* **Input material**
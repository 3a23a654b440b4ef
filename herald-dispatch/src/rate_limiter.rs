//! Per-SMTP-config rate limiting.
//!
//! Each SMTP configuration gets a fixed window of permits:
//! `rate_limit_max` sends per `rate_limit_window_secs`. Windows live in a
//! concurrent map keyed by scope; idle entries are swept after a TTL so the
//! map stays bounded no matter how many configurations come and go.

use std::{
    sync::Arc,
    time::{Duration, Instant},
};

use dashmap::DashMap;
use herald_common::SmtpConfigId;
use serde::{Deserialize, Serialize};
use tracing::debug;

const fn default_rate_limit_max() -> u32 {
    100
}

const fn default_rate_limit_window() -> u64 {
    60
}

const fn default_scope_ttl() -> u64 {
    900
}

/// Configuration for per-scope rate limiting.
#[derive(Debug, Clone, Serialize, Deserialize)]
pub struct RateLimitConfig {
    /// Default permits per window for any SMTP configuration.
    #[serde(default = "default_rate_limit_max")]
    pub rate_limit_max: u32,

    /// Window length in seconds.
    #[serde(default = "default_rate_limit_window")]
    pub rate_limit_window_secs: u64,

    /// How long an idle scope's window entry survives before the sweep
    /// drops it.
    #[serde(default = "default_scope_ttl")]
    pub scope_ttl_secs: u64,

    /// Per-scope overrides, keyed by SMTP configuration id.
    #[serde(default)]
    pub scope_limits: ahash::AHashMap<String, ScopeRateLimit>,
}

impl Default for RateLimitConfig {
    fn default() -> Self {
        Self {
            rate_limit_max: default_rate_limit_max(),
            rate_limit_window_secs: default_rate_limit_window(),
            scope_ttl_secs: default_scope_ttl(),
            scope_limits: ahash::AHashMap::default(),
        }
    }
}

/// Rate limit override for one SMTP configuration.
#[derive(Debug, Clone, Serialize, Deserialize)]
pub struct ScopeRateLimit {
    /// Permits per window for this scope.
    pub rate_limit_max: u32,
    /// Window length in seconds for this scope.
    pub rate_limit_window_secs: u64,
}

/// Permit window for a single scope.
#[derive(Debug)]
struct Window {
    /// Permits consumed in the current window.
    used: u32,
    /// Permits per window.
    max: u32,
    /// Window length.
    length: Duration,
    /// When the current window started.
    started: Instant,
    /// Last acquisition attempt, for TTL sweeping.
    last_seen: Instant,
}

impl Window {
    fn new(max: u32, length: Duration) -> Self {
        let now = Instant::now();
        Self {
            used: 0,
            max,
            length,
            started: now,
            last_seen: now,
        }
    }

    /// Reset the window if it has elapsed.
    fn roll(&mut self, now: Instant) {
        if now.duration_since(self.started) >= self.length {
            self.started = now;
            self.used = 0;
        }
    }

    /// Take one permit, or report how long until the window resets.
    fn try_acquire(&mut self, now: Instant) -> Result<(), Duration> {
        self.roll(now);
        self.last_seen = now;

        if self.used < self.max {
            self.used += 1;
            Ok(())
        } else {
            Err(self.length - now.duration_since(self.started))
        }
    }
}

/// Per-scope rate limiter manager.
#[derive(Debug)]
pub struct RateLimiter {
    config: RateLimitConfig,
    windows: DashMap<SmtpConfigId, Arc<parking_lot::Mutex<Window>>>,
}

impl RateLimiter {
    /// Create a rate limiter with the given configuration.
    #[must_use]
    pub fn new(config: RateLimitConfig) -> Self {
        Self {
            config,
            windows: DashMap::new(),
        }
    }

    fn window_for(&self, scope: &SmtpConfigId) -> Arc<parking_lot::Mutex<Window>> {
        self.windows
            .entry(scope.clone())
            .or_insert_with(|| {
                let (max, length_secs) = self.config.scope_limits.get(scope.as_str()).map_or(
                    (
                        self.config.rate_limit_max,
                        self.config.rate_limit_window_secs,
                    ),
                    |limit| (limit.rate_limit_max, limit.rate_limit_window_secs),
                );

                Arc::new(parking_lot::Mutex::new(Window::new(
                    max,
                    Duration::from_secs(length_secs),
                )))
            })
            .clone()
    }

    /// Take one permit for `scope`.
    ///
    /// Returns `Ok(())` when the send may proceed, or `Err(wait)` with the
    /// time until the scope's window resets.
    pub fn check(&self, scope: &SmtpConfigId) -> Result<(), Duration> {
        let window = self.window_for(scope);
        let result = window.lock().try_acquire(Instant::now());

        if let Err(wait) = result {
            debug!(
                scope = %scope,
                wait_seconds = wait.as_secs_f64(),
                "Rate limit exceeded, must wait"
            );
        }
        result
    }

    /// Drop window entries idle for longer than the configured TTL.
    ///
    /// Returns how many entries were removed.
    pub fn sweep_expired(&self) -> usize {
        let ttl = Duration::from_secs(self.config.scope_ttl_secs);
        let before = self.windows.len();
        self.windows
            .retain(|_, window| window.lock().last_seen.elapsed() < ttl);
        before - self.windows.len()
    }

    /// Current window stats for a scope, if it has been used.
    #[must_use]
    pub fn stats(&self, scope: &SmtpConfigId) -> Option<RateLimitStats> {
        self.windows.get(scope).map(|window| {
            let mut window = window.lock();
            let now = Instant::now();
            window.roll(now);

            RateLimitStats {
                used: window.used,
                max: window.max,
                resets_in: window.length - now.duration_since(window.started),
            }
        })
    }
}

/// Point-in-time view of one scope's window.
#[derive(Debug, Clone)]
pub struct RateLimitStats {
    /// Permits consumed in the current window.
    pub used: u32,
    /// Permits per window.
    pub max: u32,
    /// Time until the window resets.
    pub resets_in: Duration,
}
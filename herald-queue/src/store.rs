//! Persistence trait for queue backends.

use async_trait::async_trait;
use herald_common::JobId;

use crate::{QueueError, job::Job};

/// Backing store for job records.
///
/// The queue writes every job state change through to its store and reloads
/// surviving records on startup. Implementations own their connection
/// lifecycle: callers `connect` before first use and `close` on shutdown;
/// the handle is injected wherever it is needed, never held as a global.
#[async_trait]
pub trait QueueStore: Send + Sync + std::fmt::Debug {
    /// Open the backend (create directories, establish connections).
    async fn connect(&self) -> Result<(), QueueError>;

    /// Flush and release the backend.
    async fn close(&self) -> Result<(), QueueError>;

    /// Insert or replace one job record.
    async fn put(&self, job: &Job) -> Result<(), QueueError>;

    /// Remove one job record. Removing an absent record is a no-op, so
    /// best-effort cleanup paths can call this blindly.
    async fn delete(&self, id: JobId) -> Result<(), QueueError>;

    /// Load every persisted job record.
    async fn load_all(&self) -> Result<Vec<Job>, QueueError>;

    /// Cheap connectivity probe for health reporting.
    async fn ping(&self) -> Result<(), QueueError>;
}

* **Work required**
Starting at the line with "window.lock().last_seen.elapsed() < ttl);" and ending at the line with "pub fn stats(&self, scope: &SmtpConfigId)", print each line of the listing above exactly, with no other lines.

* **Response below**
            .retain(|_, window| window.lock().last_seen.elapsed() < ttl);
        before - self.windows.len()
    }

    /// Current window stats for a scope, if it has been used.
    #[must_use]
    pub fn stats(&self, scope: &SmtpConfigId) -> Option<RateLimitStats> {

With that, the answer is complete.